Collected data
........
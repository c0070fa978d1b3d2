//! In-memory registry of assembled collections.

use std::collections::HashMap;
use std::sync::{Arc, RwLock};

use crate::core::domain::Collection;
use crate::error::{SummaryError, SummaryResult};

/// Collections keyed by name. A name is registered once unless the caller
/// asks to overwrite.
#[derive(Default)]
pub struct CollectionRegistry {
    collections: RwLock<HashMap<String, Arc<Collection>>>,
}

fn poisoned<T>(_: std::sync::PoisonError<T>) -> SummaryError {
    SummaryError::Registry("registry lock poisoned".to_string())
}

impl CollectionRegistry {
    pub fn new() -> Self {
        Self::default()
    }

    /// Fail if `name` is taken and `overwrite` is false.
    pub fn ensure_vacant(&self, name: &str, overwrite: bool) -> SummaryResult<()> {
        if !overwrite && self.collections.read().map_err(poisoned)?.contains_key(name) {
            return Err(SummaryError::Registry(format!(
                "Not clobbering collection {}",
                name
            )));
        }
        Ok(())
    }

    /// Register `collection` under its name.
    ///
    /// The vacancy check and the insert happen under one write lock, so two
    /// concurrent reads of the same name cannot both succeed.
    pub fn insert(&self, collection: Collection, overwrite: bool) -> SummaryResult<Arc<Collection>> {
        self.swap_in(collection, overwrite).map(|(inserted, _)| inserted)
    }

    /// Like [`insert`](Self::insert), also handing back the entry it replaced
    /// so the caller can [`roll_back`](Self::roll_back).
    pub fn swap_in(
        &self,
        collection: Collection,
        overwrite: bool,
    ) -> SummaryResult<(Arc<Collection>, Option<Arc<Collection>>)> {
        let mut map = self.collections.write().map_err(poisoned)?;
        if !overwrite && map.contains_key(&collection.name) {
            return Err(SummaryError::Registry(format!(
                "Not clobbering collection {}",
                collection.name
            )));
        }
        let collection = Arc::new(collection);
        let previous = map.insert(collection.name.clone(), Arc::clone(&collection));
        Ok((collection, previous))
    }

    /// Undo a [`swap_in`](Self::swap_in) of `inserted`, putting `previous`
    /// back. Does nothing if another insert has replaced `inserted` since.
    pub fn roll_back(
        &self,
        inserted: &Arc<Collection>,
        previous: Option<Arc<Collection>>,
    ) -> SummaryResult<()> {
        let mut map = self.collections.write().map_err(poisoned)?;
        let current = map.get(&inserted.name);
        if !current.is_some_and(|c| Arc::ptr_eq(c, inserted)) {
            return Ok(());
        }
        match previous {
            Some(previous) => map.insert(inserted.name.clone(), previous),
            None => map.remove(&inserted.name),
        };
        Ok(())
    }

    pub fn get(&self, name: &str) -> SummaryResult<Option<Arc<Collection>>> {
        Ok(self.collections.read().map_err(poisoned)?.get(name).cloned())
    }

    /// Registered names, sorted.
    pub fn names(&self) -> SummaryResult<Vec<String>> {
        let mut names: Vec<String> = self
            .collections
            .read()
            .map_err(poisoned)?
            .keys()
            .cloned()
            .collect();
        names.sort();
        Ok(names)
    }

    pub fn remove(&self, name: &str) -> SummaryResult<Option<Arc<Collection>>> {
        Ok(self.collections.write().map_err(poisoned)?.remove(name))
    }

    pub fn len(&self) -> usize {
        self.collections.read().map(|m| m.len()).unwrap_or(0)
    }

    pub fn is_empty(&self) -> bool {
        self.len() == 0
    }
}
........
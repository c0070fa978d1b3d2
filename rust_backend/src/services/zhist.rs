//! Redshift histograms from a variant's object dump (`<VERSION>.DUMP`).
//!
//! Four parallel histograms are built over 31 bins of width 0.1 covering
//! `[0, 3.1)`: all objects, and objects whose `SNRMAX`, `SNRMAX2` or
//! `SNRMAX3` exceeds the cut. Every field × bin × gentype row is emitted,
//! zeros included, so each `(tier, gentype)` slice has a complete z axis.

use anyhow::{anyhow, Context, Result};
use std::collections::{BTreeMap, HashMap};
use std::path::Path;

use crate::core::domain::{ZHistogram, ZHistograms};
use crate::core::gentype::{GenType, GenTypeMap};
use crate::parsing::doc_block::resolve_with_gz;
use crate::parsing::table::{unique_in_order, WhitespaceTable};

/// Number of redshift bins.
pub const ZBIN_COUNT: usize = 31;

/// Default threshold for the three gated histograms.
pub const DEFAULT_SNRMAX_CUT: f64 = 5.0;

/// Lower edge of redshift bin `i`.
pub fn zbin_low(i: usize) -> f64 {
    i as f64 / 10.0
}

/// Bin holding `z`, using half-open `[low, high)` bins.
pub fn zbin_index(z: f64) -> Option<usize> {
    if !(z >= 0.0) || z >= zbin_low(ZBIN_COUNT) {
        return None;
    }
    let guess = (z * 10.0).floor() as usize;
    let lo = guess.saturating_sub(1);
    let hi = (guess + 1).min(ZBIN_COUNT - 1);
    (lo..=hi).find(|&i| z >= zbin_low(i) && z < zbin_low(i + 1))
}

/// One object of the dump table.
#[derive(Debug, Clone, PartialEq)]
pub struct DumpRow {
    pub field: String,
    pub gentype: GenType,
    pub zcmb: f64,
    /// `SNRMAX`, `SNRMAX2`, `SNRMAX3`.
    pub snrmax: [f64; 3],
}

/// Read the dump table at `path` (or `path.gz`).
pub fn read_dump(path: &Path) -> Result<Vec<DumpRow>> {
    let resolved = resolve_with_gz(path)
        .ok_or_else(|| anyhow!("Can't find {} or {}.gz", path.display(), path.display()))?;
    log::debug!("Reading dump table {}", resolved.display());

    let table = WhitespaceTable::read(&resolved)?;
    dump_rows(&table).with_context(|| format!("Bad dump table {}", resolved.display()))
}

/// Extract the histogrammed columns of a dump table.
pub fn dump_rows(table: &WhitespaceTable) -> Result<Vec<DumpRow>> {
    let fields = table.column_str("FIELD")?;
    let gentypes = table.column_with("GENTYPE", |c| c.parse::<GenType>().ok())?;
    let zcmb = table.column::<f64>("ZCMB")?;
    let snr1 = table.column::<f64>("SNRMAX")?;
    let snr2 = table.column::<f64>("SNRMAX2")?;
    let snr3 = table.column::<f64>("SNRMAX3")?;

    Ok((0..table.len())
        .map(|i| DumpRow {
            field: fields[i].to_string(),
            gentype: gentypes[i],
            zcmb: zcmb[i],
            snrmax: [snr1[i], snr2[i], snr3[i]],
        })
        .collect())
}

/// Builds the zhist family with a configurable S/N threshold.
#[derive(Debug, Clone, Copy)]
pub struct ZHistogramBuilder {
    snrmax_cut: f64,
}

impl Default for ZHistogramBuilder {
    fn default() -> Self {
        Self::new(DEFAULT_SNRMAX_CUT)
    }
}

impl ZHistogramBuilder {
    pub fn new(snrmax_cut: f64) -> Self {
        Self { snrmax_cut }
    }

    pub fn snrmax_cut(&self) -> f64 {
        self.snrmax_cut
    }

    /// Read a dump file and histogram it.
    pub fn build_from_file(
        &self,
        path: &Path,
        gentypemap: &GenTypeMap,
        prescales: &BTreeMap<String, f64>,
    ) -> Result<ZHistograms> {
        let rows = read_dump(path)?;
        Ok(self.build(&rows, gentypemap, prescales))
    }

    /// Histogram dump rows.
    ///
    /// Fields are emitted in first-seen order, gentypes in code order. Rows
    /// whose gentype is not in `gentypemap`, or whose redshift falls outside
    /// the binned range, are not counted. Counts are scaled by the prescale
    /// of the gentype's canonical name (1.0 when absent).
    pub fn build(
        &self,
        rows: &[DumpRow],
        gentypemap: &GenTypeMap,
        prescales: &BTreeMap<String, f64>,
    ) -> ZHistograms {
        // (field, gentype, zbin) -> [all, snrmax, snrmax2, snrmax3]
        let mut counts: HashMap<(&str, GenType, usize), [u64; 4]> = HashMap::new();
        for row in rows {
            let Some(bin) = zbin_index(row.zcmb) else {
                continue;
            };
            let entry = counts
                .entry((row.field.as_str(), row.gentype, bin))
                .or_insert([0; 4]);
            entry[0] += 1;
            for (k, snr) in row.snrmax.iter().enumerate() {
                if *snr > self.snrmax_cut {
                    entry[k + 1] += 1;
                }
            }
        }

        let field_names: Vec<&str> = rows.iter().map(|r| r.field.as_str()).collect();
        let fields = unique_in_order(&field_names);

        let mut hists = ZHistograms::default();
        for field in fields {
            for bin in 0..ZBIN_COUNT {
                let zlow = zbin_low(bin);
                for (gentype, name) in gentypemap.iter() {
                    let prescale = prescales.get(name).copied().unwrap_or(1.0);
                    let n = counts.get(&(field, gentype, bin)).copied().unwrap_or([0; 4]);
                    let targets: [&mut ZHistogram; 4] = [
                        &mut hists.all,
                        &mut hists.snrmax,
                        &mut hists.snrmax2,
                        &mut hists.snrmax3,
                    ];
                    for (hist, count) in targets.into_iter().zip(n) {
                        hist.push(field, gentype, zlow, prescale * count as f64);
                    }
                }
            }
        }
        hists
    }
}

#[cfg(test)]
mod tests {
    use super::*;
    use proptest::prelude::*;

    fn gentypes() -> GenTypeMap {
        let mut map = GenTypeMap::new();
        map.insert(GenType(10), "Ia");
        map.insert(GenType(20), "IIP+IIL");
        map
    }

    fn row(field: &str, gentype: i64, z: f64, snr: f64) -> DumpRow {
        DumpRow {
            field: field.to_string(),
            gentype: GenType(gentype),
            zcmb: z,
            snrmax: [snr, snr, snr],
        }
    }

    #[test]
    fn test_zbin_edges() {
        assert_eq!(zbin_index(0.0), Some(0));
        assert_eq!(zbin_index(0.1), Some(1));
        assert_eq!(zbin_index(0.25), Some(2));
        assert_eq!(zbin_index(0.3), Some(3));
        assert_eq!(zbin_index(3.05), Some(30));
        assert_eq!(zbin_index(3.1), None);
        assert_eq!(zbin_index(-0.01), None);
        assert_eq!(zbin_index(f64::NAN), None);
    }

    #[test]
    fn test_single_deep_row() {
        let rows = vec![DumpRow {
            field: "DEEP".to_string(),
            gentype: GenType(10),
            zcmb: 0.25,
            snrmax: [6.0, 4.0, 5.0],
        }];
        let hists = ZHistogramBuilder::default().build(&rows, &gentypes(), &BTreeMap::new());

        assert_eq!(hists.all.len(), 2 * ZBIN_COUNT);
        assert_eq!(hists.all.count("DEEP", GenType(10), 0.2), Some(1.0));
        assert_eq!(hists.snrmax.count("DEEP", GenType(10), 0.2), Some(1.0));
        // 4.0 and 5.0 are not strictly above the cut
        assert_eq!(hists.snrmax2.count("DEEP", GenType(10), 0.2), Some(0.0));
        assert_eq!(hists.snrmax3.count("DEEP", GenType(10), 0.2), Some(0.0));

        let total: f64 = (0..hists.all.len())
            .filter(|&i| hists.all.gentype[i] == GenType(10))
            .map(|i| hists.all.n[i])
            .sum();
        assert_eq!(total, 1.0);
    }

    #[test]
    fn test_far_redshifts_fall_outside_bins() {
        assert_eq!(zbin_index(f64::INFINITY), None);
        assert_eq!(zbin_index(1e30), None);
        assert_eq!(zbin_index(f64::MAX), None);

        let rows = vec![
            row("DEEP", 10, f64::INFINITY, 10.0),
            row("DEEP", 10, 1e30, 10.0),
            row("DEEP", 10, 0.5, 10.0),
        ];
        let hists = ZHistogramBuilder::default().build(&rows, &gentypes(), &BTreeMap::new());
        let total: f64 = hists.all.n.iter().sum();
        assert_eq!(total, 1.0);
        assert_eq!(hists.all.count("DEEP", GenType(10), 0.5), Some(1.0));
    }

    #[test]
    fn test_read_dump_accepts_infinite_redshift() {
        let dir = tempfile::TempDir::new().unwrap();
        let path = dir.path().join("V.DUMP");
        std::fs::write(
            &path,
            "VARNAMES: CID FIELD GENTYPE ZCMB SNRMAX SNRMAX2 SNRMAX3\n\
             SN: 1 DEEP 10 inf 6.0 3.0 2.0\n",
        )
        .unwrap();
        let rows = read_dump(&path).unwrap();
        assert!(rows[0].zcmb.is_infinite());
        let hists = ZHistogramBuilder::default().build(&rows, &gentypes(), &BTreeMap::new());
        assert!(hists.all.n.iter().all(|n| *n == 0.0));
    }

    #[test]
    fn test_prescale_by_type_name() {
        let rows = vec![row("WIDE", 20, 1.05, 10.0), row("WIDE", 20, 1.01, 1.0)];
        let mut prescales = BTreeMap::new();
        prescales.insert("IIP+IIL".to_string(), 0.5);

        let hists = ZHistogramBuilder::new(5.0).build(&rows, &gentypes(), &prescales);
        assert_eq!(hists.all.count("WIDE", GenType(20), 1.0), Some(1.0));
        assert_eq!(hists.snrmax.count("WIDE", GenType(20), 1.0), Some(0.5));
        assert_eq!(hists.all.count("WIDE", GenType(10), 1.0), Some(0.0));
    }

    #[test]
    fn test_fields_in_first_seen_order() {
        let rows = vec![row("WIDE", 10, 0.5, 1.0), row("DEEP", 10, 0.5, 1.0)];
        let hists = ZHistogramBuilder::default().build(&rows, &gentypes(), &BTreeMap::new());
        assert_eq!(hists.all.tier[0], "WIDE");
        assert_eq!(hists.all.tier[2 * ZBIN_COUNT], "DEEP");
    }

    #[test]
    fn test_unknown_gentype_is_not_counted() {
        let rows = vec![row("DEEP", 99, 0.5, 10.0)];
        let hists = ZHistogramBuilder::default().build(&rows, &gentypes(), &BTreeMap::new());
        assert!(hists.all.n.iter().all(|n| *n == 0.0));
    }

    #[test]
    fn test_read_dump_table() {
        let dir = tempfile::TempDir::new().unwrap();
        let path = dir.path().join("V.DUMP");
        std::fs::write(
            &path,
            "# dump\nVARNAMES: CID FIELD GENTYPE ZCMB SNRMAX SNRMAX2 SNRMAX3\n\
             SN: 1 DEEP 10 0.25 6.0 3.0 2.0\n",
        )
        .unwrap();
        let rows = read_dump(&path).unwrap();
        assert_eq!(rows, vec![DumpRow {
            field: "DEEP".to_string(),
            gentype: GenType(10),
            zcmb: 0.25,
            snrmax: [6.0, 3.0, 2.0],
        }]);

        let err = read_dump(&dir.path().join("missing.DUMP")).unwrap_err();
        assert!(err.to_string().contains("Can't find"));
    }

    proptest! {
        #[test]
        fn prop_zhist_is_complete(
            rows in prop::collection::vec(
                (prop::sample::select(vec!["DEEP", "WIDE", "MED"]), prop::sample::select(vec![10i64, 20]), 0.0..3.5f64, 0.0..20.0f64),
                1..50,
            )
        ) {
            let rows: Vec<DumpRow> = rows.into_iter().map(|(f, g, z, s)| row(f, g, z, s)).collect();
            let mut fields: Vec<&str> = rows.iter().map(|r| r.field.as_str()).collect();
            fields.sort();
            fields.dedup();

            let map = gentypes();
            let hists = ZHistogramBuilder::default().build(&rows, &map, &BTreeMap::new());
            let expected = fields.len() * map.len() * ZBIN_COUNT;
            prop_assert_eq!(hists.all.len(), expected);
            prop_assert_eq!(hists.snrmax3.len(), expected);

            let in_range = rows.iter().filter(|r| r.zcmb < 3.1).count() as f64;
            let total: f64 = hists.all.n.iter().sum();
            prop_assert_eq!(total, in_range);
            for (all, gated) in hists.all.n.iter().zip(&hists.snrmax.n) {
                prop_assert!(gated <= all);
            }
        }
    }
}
........
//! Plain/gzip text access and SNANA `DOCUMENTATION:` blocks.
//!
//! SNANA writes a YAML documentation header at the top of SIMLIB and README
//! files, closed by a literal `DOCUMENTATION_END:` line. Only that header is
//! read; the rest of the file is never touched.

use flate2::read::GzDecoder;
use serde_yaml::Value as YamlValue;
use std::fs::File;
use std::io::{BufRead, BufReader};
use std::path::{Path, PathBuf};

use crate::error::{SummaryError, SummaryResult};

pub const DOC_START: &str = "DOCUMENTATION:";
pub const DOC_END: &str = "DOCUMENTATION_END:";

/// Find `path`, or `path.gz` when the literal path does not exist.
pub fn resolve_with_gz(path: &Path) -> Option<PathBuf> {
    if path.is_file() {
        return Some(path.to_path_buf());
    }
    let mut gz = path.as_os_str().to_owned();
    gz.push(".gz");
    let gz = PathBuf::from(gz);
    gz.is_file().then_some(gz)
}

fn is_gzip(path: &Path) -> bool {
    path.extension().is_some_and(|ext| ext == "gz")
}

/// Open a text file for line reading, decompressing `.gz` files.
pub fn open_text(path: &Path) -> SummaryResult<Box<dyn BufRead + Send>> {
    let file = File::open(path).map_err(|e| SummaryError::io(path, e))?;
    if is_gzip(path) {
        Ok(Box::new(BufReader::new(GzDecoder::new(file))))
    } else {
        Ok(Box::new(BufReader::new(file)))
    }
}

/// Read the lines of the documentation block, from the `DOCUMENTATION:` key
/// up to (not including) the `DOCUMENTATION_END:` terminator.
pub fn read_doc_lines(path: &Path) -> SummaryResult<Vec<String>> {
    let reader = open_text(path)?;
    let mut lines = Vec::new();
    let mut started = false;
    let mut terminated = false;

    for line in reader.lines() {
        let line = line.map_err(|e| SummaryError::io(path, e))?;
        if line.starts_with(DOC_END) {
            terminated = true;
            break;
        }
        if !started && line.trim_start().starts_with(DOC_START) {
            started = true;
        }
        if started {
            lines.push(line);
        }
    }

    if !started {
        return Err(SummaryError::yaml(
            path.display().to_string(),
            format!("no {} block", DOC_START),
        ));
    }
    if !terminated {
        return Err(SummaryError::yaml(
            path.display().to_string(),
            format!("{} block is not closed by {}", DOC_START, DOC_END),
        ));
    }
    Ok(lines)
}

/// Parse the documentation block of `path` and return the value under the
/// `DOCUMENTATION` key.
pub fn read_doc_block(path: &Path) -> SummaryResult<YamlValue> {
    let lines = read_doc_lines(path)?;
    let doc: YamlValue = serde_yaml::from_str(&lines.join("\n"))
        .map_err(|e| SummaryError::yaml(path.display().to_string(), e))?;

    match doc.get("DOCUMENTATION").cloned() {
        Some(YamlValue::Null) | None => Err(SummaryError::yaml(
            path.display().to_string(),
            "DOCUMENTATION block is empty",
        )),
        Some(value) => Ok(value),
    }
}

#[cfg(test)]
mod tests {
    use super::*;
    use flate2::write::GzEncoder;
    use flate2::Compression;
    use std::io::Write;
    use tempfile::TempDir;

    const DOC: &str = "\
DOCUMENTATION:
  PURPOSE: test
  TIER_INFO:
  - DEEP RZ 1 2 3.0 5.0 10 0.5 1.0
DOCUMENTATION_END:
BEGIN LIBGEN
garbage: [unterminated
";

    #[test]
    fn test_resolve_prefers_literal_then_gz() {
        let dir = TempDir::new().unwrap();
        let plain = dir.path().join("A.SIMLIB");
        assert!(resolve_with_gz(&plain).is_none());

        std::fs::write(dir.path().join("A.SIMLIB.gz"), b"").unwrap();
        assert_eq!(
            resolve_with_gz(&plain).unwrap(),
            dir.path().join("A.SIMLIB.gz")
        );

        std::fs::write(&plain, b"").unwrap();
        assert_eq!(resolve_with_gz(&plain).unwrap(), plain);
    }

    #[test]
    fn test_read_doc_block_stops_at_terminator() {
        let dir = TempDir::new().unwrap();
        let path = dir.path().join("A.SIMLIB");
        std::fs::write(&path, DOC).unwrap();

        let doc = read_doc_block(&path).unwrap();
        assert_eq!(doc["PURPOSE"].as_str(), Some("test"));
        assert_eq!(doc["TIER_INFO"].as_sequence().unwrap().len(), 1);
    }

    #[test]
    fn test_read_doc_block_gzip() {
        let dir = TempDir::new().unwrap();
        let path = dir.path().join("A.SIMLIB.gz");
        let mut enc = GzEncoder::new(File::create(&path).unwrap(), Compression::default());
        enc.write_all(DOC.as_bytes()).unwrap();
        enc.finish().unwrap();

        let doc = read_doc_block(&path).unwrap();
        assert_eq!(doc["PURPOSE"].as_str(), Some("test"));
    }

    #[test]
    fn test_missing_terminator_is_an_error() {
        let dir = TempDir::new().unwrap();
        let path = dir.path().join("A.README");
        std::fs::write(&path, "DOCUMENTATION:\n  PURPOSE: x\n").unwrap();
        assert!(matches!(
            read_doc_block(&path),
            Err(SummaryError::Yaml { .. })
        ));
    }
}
........
## Exercise aim
From the entries above, list each line with "total" in it.

## Response to this exercise
        let total: f64 = (0..hists.all.len())
        assert_eq!(total, 1.0);
        let total: f64 = hists.all.n.iter().sum();
        assert_eq!(total, 1.0);
            let total: f64 = hists.all.n.iter().sum();
            prop_assert_eq!(total, in_range);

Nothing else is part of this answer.